The ad looked dodgy, but I said “what the hell!” and ordered one of these kits (only $15). When it arrived it had complex instructions and supporting tools, but the basic idea was: superglue this graphite strip to your toenail. The first one didn’t adhere well, mostly due to user error; I ordered another one, which took.
The upshot is that, after a couple of weeks, the whole thing is markedly better. And I have no doubt that it’s due to the brace: it started getting better within a day of application, I can feel its action a bit, and can actually see the decrease in curvature. I’m no longer planning to see a doctor about it, and I’ve already started to take long walks again.
Now, let’s forget about the details of this embarassing medical complaint, and just consider what matters: I was somewhat unhappy, and then was made less unhappy by this thing I ordered through the mail.
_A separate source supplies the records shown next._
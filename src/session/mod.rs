//! Session memory
//!
//! Per-conversation state: facts, persona, recent user statements and the
//! turn history. Owned by exactly one conversation; permanent facts are
//! additionally appended to the shared fact store by the caller.

mod command;

pub use command::Command;

use crate::config::Config;
use crate::grounding::EvidenceItem;
use chrono::{DateTime, Utc};
use serde::{Deserialize, Serialize};
use std::collections::VecDeque;
use uuid::Uuid;

/// Speaker of a turn
#[derive(Debug, Clone, Copy, PartialEq, Eq, Serialize, Deserialize)]
#[serde(rename_all = "lowercase")]
pub enum TurnRole {
    User,
    Assistant,
}

/// One message in the conversation history
#[derive(Debug, Clone, Serialize, Deserialize)]
pub struct Turn {
    pub role: TurnRole,
    pub message: String,
    /// Evidence the message actually cites (assistant turns only)
    #[serde(default)]
    pub cited_evidence: Vec<EvidenceItem>,
    pub at: DateTime<Utc>,
}

impl Turn {
    pub fn user(message: impl Into<String>) -> Self {
        Self {
            role: TurnRole::User,
            message: message.into(),
            cited_evidence: Vec::new(),
            at: Utc::now(),
        }
    }

    pub fn assistant(message: impl Into<String>, cited_evidence: Vec<EvidenceItem>) -> Self {
        Self {
            role: TurnRole::Assistant,
            message: message.into(),
            cited_evidence,
            at: Utc::now(),
        }
    }

    /// `#1 -> contract.pdf` lines for the sources this turn cites
    pub fn legend(&self) -> Vec<String> {
        self.cited_evidence
            .iter()
            .map(|item| format!("{} -> {}", item.tag, item.label()))
            .collect()
    }
}

/// Transient state of one conversation
#[derive(Debug, Clone)]
pub struct SessionMemory {
    id: Uuid,
    started_at: DateTime<Utc>,
    permanent_facts: Vec<String>,
    session_facts: Vec<String>,
    persona: Option<String>,
    recent_user_snippets: VecDeque<String>,
    history: VecDeque<Turn>,
    last_evidence: Vec<EvidenceItem>,
    max_user_snippets: usize,
    max_turns: usize,
}

impl SessionMemory {
    /// Start a session seeded with the facts already in the fact store
    ///
    /// History keeps the last `max_turns` exchanges (two turns each).
    pub fn new(permanent_facts: Vec<String>, max_turns: usize, max_user_snippets: usize) -> Self {
        Self {
            id: Uuid::new_v4(),
            started_at: Utc::now(),
            permanent_facts,
            session_facts: Vec::new(),
            persona: None,
            recent_user_snippets: VecDeque::with_capacity(max_user_snippets),
            history: VecDeque::new(),
            last_evidence: Vec::new(),
            max_user_snippets,
            max_turns,
        }
    }

    pub fn from_config(permanent_facts: Vec<String>, config: &Config) -> Self {
        Self::new(
            permanent_facts,
            config.session.max_turns,
            config.evidence.max_user_snippets,
        )
    }

    pub fn id(&self) -> Uuid {
        self.id
    }

    pub fn started_at(&self) -> DateTime<Utc> {
        self.started_at
    }

    /// Record a fact that outlives the session
    pub fn remember(&mut self, fact: impl Into<String>) {
        self.permanent_facts.push(fact.into());
    }

    /// Record a fact for this session only
    pub fn note(&mut self, fact: impl Into<String>) {
        self.session_facts.push(fact.into());
    }

    pub fn set_persona(&mut self, persona: Option<String>) {
        self.persona = persona.filter(|p| !p.trim().is_empty());
    }

    pub fn persona(&self) -> Option<&str> {
        self.persona.as_deref()
    }

    pub fn permanent_facts(&self) -> &[String] {
        &self.permanent_facts
    }

    pub fn session_facts(&self) -> &[String] {
        &self.session_facts
    }

    /// Permanent facts, then session facts
    pub fn facts(&self) -> impl Iterator<Item = &str> {
        self.permanent_facts
            .iter()
            .chain(self.session_facts.iter())
            .map(String::as_str)
    }

    /// Remember something the user said, dropping the oldest beyond the cap
    pub fn push_user_snippet(&mut self, snippet: impl Into<String>) {
        if self.max_user_snippets == 0 {
            return;
        }
        while self.recent_user_snippets.len() >= self.max_user_snippets {
            self.recent_user_snippets.pop_front();
        }
        self.recent_user_snippets.push_back(snippet.into());
    }

    /// Recent user statements, oldest first
    pub fn recent_user_snippets(&self) -> impl Iterator<Item = &str> {
        self.recent_user_snippets.iter().map(String::as_str)
    }

    /// Record a completed question and answer
    ///
    /// The question also becomes a user snippet for later turns.
    pub fn record_exchange(
        &mut self,
        question: &str,
        answer: &str,
        cited_evidence: Vec<EvidenceItem>,
    ) {
        self.push_user_snippet(question);
        self.push_turn(Turn::user(question));
        self.push_turn(Turn::assistant(answer, cited_evidence));
    }

    /// Append a turn, dropping the oldest beyond the cap
    pub fn push_turn(&mut self, turn: Turn) {
        self.history.push_back(turn);
        let cap = self.max_turns.saturating_mul(2);
        while self.history.len() > cap {
            self.history.pop_front();
        }
    }

    /// History, oldest first
    pub fn history(&self) -> Vec<Turn> {
        self.history.iter().cloned().collect()
    }

    pub fn turn_count(&self) -> usize {
        self.history.len()
    }

    /// Keep the evidence shown to the model for `show snippet`
    pub fn set_last_evidence(&mut self, items: Vec<EvidenceItem>) {
        self.last_evidence = items;
    }

    /// Evidence of the most recent answer
    pub fn last_evidence(&self) -> &[EvidenceItem] {
        &self.last_evidence
    }

    /// Most recent assistant turn
    pub fn last_answer(&self) -> Option<&Turn> {
        self.history
            .iter()
            .rev()
            .find(|turn| turn.role == TurnRole::Assistant)
    }
}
I would have been somewhat crankier, in mild pain, fatter (no hiking), less healthy if I had not procured this remedy, or else I would have undergone a moderately expensive medical procedure to try to fix it. I would never have found out about this treatment if I hadn’t used a search engine (there are endorsing doctors and affiliated drugstores, but none of them are within 500 miles of me). The list of implicated technologies is long: computers, the cheap PC, TCP/IP, HTTP, … , materials science for rocketry, …, clinical medical studies, … , search engines, search engine ad placement … all of these brought to bear on the problem of my poor little (big) toe, and all of which were needed for the problem to go away.
(A blog topic for another day: what happens when you tell this story (including the list of technologies required) to someone, and then ask whether the story is a victory for the government or for business? This is a pretty reliable right/left litmus test. Pro-government people will focus on the funding of science; pro-business people on the deployment and realization via markets. And of course _both_ sides will take credit for the Internet and the Web (and of course, they’re both right).)